> [TASK INSTRUCTIONS]:
Check every line below for the string "Some". Copy the ones that have it.

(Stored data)

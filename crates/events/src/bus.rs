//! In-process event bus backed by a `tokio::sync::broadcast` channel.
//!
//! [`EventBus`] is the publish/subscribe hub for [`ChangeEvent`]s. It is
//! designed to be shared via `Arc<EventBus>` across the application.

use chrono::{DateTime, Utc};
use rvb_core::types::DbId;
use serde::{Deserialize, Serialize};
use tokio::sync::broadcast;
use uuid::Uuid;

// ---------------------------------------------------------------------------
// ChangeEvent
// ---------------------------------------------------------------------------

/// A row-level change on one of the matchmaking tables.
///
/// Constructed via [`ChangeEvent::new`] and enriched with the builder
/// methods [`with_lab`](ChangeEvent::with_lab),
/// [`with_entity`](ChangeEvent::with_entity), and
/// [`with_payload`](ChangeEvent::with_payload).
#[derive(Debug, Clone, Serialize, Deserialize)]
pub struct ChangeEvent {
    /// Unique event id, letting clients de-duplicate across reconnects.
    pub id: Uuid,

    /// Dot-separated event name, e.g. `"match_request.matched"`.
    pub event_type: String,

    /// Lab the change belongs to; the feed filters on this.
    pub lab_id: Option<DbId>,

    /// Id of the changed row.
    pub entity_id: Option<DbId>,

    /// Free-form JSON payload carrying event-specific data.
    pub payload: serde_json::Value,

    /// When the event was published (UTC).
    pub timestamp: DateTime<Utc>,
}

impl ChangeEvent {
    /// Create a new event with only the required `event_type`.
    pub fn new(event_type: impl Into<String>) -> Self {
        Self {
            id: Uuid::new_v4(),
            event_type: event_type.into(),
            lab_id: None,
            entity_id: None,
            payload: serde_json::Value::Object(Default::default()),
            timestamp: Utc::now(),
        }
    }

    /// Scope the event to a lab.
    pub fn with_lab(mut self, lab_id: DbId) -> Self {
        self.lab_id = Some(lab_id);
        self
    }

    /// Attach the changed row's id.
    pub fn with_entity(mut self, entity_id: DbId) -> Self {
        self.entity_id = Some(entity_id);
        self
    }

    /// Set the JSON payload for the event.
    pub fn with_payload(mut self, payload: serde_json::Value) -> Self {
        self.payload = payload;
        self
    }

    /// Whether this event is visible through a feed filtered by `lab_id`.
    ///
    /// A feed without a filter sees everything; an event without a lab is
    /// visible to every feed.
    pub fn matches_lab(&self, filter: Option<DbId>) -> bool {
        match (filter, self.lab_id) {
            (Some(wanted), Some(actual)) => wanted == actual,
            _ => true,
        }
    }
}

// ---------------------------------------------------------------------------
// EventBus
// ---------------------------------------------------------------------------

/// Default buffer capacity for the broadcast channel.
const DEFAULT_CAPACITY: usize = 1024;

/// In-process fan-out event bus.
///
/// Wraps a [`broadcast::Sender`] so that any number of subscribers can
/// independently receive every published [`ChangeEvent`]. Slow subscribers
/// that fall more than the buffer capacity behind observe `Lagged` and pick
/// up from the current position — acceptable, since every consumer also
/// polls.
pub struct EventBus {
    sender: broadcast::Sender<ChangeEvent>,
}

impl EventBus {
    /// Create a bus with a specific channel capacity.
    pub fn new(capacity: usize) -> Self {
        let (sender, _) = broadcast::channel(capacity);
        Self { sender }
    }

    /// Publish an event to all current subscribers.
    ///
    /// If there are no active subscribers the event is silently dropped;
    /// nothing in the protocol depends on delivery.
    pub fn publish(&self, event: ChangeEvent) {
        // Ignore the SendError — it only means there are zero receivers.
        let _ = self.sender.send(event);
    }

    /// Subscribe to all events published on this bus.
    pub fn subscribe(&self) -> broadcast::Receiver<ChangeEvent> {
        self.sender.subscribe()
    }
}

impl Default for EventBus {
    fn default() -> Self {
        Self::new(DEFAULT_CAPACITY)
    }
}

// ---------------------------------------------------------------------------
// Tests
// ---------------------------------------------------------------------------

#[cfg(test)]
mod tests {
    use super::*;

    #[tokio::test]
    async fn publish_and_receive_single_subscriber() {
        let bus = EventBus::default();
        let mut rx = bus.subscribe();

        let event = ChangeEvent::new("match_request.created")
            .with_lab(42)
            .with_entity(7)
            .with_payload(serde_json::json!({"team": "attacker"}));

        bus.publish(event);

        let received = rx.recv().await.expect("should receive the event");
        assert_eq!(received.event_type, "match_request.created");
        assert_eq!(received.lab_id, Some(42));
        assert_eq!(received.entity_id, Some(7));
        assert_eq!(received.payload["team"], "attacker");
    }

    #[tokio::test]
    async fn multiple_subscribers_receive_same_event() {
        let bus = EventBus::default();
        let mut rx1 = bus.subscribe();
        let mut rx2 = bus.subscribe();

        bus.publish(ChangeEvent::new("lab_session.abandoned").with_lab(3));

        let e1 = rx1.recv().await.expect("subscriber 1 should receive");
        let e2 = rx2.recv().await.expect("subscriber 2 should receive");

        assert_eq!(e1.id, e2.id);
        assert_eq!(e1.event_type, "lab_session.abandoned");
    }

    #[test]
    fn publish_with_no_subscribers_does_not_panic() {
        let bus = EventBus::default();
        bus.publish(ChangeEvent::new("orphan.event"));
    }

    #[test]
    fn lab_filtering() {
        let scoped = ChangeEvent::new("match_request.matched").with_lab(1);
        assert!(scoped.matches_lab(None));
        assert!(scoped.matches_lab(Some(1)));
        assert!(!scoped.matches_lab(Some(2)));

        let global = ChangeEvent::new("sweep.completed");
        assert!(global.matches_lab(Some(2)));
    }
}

> [EXERCISE RESPONSE]:
        self.lab_id = Some(lab_id);
        self.entity_id = Some(entity_id);
            (Some(wanted), Some(actual)) => wanted == actual,
        assert_eq!(received.lab_id, Some(42));
        assert_eq!(received.entity_id, Some(7));
        assert!(scoped.matches_lab(Some(1)));
        assert!(!scoped.matches_lab(Some(2)));
        assert!(global.matches_lab(Some(2)));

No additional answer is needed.